Area C, già 4mila ricorsi e ora arriva l’ingorgone

Ai tempi di Ecopass, gli uffici del Giudice di pace erano stati sommersi da fascicoli e scatoloni pieni di ricorsi. Pigne di cartelle accatastate sulle scrivanie e nei corridoi. Piano piano le pratiche sono state evase. Quasi tutte. Quelle ancora pendenti saranno definitivamente archiviate entro la fine di quest’anno.

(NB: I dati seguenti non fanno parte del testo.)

//! The waterfall engine — orchestration across groups.
//!
//! RULES:
//!   - Configuration errors surface before any population query runs.
//!   - Groups compute sequentially, in declaration order, over one shared
//!     flag source. The engine never assumes the source is thread-safe.
//!   - Any data-access failure aborts the whole run; a partial waterfall
//!     report is worse than no report.
//!   - History resolution never aborts: no match degrades to unavailable
//!     comparison fields.
//!   - The current run is recorded to history only after its own metrics
//!     complete, and always after resolution, so a run never compares
//!     against itself.

use crate::checkset::{self, FunnelPlan};
use crate::config::AppConfig;
use crate::error::{WaterfallError, WfResult};
use crate::funnel::{self, MetricRow};
use crate::history::{HistoryRun, MetricKey};
use crate::report::{self, WaterfallReport};
use crate::segmentation;
use crate::source::FlagSource;
use crate::store::HistoryStore;
use chrono::{DateTime, Utc};
use std::collections::HashMap;

pub struct WaterfallEngine<'a> {
    config: &'a AppConfig,
    source: &'a dyn FlagSource,
    history: Option<&'a HistoryStore>,
}

impl<'a> WaterfallEngine<'a> {
    pub fn new(
        config: &'a AppConfig,
        source: &'a dyn FlagSource,
        history: Option<&'a HistoryStore>,
    ) -> Self {
        Self {
            config,
            source,
            history,
        }
    }

    /// Resolve the plan only — configuration validation without touching
    /// the flag source.
    pub fn plan(&self) -> WfResult<FunnelPlan> {
        self.config.validate()?;
        checkset::resolve(&self.config.eligibility.conditions)
    }

    /// Execute the full waterfall run at `now`.
    pub fn run(&self, now: DateTime<Utc>) -> WfResult<WaterfallReport> {
        let plan = self.plan()?;
        let tracking = self.config.history.enabled;
        if tracking && self.history.is_none() {
            return Err(WaterfallError::Config {
                message: "history tracking is enabled but no history store was provided".into(),
            });
        }

        let populations = segmentation::plan_populations(&plan);
        let selector = self.config.history.selector();
        let run_id = uuid::Uuid::new_v4().to_string();
        let offer = &self.config.offer_code;

        let mut groups = Vec::new();
        for group in self.config.waterfall.groups() {
            let starting_population = self.source.population(&group)?;
            log::info!(
                "group={} starting_population={starting_population}",
                group.name
            );
            if starting_population == 0 {
                log::warn!("group={} has an empty base population", group.name);
            }

            let mut rows: Vec<MetricRow> = Vec::new();
            for pop in &populations {
                rows.extend(funnel::unit_metrics(self.source, &group, pop)?);
            }

            let historic = match self.history {
                Some(store) if tracking => {
                    let resolved = store.resolve(offer, &group.name, selector, now)?;
                    if resolved.is_none() {
                        log::warn!(
                            "group={} no history run matched selector {selector:?}",
                            group.name
                        );
                    }
                    resolved
                }
                _ => None,
            };

            if tracking {
                let metrics: HashMap<MetricKey, u64> = rows
                    .iter()
                    .map(|r| (MetricKey::of(r), r.value))
                    .collect();
                // expect checked above; tracking implies a store.
                if let Some(store) = self.history {
                    store.record_run(&HistoryRun {
                        run_id: run_id.clone(),
                        started_at: now,
                        offer_code: offer.clone(),
                        group_key: group.name.clone(),
                        starting_population,
                        metrics,
                    })?;
                }
            }

            groups.push(report::assemble_group(
                group.name.clone(),
                starting_population,
                rows,
                historic.as_ref(),
            ));
        }

        Ok(WaterfallReport {
            run_id,
            offer_code: offer.clone(),
            campaign_planner: self.config.campaign_planner.clone(),
            lead: self.config.lead.clone(),
            generated_at: now,
            checks: report::plan_check_info(&plan),
            groups,
        })
    }
}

Con Area C le cose non sembrano andare molto meglio. Dei 6.256 ricorsi arrivati da gennaio ad oggi, una grossa percentuale riguarda proprio le multe per l’accesso in centro. A spanne si potrebbe parlare di una valanga di oltre 4mila ricorsi. E il problema vero è che il grosso del lavoro non è ancora arrivato. Presumibilmente infatti i giudici di via Francesco Sforza non hanno ancora ricevuto lo zoccolo duro dei ricorsi, cioè le contestazioni alle multe degli ultimi mesi. E per di più, bisognerà fare i conti anche con l’effetto multe pazze. Cioè le sanzioni scattate in automatico, per un errore del cervellone di Area C, contro gli automobilisti che hanno deciso di pagare il ticket via Telepass. Un popolo di 2.300 persone. È vero che il Comune è già corso ai ripari ed ha garantito che quelle multe verranno annullate. Ma è anche vero tra le centinaia di notifiche, qualcuna verrà sottoposta all’esame del giudice di pace.
Non è finita. Ci sono anche gli errori nella catalogazione delle targhe, le auto dei disabili ingiustamente multate. E lo Tsunami di ricorsi pronto a levarsi dagli automobilisti sanzionati in piazzale Negrelli - in parte spronati dalla Lega Nord - contro i cartelli illeggibili o mal posizionati.
Paradossalmente, il lavoro per il giudice di pace ora sembra perfino calato: nei primi sei mesi del 2011 i ricorsi ammontavano a 8.258 e le sentenze erano state più di 12mila. Nell’epoca di Area C invece i ricorsi sono 6.256 e le sentenze 6.178 da gennaio ad oggi. Ovvio che l’effetto delle nuove regole di accesso al centro si farà sentire di più nella seconda metà dell’anno e all’inizio del 2013.
«Rispetto alla prima metà dello scorso anno - spiega il giudice di pace Vito Dattolico - abbiamo 2mila fascicoli in meno. Ma questo calo non è dovuto a un sistema più efficace di Area C rispetto a quello di Ecopass. A fare la differenza è semplicemente l’introduzione di un deterrente al ricorso. E cioè il pagamento del contributo unificato». È il bollo da 38 euro ad aver fatto calare il numero delle cartelle. E sarà il bollo a incidere sul numero dei ricorsi anti multe (che l’anno scorso sono stati 40mila). Ma non basta. E si può tranquillamente dire che l’effetto scatoloni negli uffici di via Sforza resterà sempre.
«In un anno - spiega Dattolico - siamo passati da 154 giudici a 88 e non sono previste integrazioni. Anzi, penso che alla fine dell’anno ci troveremo in sessanta». Tuttavia si spera in una maggiore attenzione alle regole da parte dei milanesi. È quella che Dattolico chiama «paura dell’invisibile» e cioè delle telecamere e dei controlli automatici che in città sono in ogni dove per registrare infrazioni e comportamenti poco sicuri. Alla lunga questo timore correggerà le abitudini inciderà positivamente anche sul numero di ricorsi. Sperano i giudici.
Bisogna vedere quale sarà la scelta dell’amministrazione. Ovviamente se si aggiungono sempre più telecamere, ztl, cartelli illeggibili o se si cambiano i sensi di marcia spesso e volentieri, allora i ricorsi resteranno sempre pile di cartelle capaci di sommergere le scrivanie.